Effects of Electron Correlations on Photoionization and Multiphoton Ionization.

Photoionization processes in atoms are investigated with particular attention paid to the effects of electron correlations. Studies of electron correlations have been carried out in three different atoms: yttrium, argon and barium. Many-Body Perturbation Theory (MBPT) was used to calculate the photoionization cross section of the neutral yttrium atom from threshold at 6.52 eV to 100.00 eV. The resonance structure due to 4p excitations to 4d states was also calculated. The effects of electron correlations were found to be quite significant at low energies. MBPT was also used to calculate photoionization cross sections with excitation of the neutral argon atom from the single ionization threshold at 15.76 eV to 100.00 eV. Resonance structure due to both single electron excitations (3s to np) and double electron excitations (3s^23p^6 to 3s^23p ^4nm) was included.
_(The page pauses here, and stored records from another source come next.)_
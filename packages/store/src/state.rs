//! # View state for the user list
//!
//! [`UserListState`] is the whole application state: the mirrored records, the
//! form and a single error slot. It changes only through the named transitions
//! below; none of them touch the network. Callers snapshot a [`UserPayload`],
//! await the remote call themselves and hand the result to the matching
//! `apply_*` method. That split lets the Dioxus views hold the state in a signal
//! without keeping a borrow across an `.await`.
//!
//! | Transition | Remote call | On success | On failure |
//! |------------|-------------|------------|------------|
//! | [`apply_fetched`](UserListState::apply_fetched) | list | replace list | [`UserListError::FetchFailed`] |
//! | [`apply_created`](UserListState::apply_created) | create | append server record, [`clear`](UserListState::clear) | [`UserListError::CreateFailed`], form kept |
//! | [`apply_updated`](UserListState::apply_updated) | update | merge payload in place, [`clear`](UserListState::clear) | [`UserListError::UpdateFailed`] |
//! | [`apply_deleted`](UserListState::apply_deleted) | delete | drop the id | [`UserListError::DeleteFailed`] |
//!
//! Responses are applied in arrival order against whatever the state is at that
//! moment; overlapping calls are not sequenced and the last one wins. The list
//! is never re-fetched after the first load, so it can drift from the server.

use api::{ApiError, UserPayload, UserRecord};
use thiserror::Error;

use crate::form::{FormMode, FormState};
use crate::name::split_name;

/// The error slot's possible contents. Only the kind is kept, never the cause.
#[derive(Clone, Copy, Debug, PartialEq, Eq, Error)]
pub enum UserListError {
    #[error("Error fetching users")]
    FetchFailed,
    #[error("Error saving user")]
    CreateFailed,
    #[error("Error updating user")]
    UpdateFailed,
    #[error("Error deleting user")]
    DeleteFailed,
}

/// One table row. `serial` is the 1-based display position, not an identifier.
#[derive(Clone, Debug, PartialEq)]
pub struct UserRow {
    pub serial: usize,
    pub id: i64,
    pub first_name: String,
    pub last_name: String,
    pub email: String,
}

#[derive(Clone, Debug, Default, PartialEq)]
pub struct UserListState {
    pub users: Vec<UserRecord>,
    pub form: FormState,
    pub error: Option<UserListError>,
}

impl UserListState {
    pub fn new() -> Self {
        Self::default()
    }

    /// Start entering a new user: empty fields, show the form.
    pub fn begin_create(&mut self) {
        self.form.reset();
        self.form.mode = FormMode::Creating;
    }

    /// Load the local record `id` into the form for editing.
    ///
    /// Returns `false` and changes nothing when `id` is not in the list.
    pub fn begin_edit(&mut self, id: i64) -> bool {
        let Some(user) = self.users.iter().find(|u| u.id == id) else {
            tracing::debug!(id, "edit requested for unknown user");
            return false;
        };
        let (first_name, last_name) = split_name(&user.name);
        self.form = FormState {
            mode: FormMode::Editing(id),
            first_name,
            last_name,
            email: user.email.clone(),
        };
        true
    }

    /// Reset the form, hide it and clear the error, whatever the mode.
    pub fn clear(&mut self) {
        self.form.reset();
        self.error = None;
    }

    /// The write body for the current form contents.
    pub fn payload(&self, phone: &str) -> UserPayload {
        UserPayload {
            name: self.form.full_name(),
            email: self.form.email.clone(),
            phone: phone.to_string(),
        }
    }

    pub fn apply_fetched(&mut self, result: Result<Vec<UserRecord>, ApiError>) {
        match result {
            Ok(users) => {
                tracing::debug!(count = users.len(), "users loaded");
                self.users = users;
            }
            Err(e) => self.fail(UserListError::FetchFailed, &e),
        }
    }

    pub fn apply_created(&mut self, result: Result<UserRecord, ApiError>) {
        match result {
            Ok(user) => {
                tracing::debug!(id = user.id, "user created");
                self.users.push(user);
                self.clear();
            }
            Err(e) => self.fail(UserListError::CreateFailed, &e),
        }
    }

    /// Merge the locally built `payload` into record `id`. The server's
    /// response is not consulted.
    pub fn apply_updated(&mut self, id: i64, payload: &UserPayload, result: Result<(), ApiError>) {
        match result {
            Ok(()) => {
                tracing::debug!(id, "user updated");
                if let Some(user) = self.users.iter_mut().find(|u| u.id == id) {
                    user.merge(payload);
                }
                self.clear();
            }
            Err(e) => self.fail(UserListError::UpdateFailed, &e),
        }
    }

    pub fn apply_deleted(&mut self, id: i64, result: Result<(), ApiError>) {
        match result {
            Ok(()) => {
                tracing::debug!(id, "user deleted");
                self.users.retain(|u| u.id != id);
            }
            Err(e) => self.fail(UserListError::DeleteFailed, &e),
        }
    }

    /// Rows in display order, names split the same way as [`Self::begin_edit`].
    pub fn rows(&self) -> Vec<UserRow> {
        self.users
            .iter()
            .enumerate()
            .map(|(index, user)| {
                let (first_name, last_name) = split_name(&user.name);
                UserRow {
                    serial: index + 1,
                    id: user.id,
                    first_name,
                    last_name,
                    email: user.email.clone(),
                }
            })
            .collect()
    }

    /// Text for the error slot, if set.
    pub fn error_message(&self) -> Option<String> {
        self.error.map(|e| e.to_string())
    }

    fn fail(&mut self, kind: UserListError, cause: &ApiError) {
        tracing::warn!(error = %cause, "{kind}");
        self.error = Some(kind);
    }
}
Calculated cross sections, leaving the ion in 3s^23p ^5, 3s3p^6, 3s^23p^4( ^1D)md(^2S) and 3s^23p^44p( ^2P) levels, the total cross section, and the angular asymmetry parameter for the 3p partial cross sections are compared with experiment and previous calculations. Calculated cross sections for 3s ^23p^6 to 3s3p^6epsilonp and 3s^23p^6 to 3s^23p ^4(^1rm D)md( ^2rm S)epsilonp, 3s^2 3p^44pepsilon d/epsilons were used to determine the satellite intensities, which were compared with photoelectron measurements and other calculations. The two photon ionization cross section for the neutral barium atom was also investigated. A double perturbation expansion in the Coulomb correlations and the atom-radiation field interaction was made, and the differential equation method was used for carrying out an infinite summation implicitly over the intermediate states. The effects of electron correlations were investigated.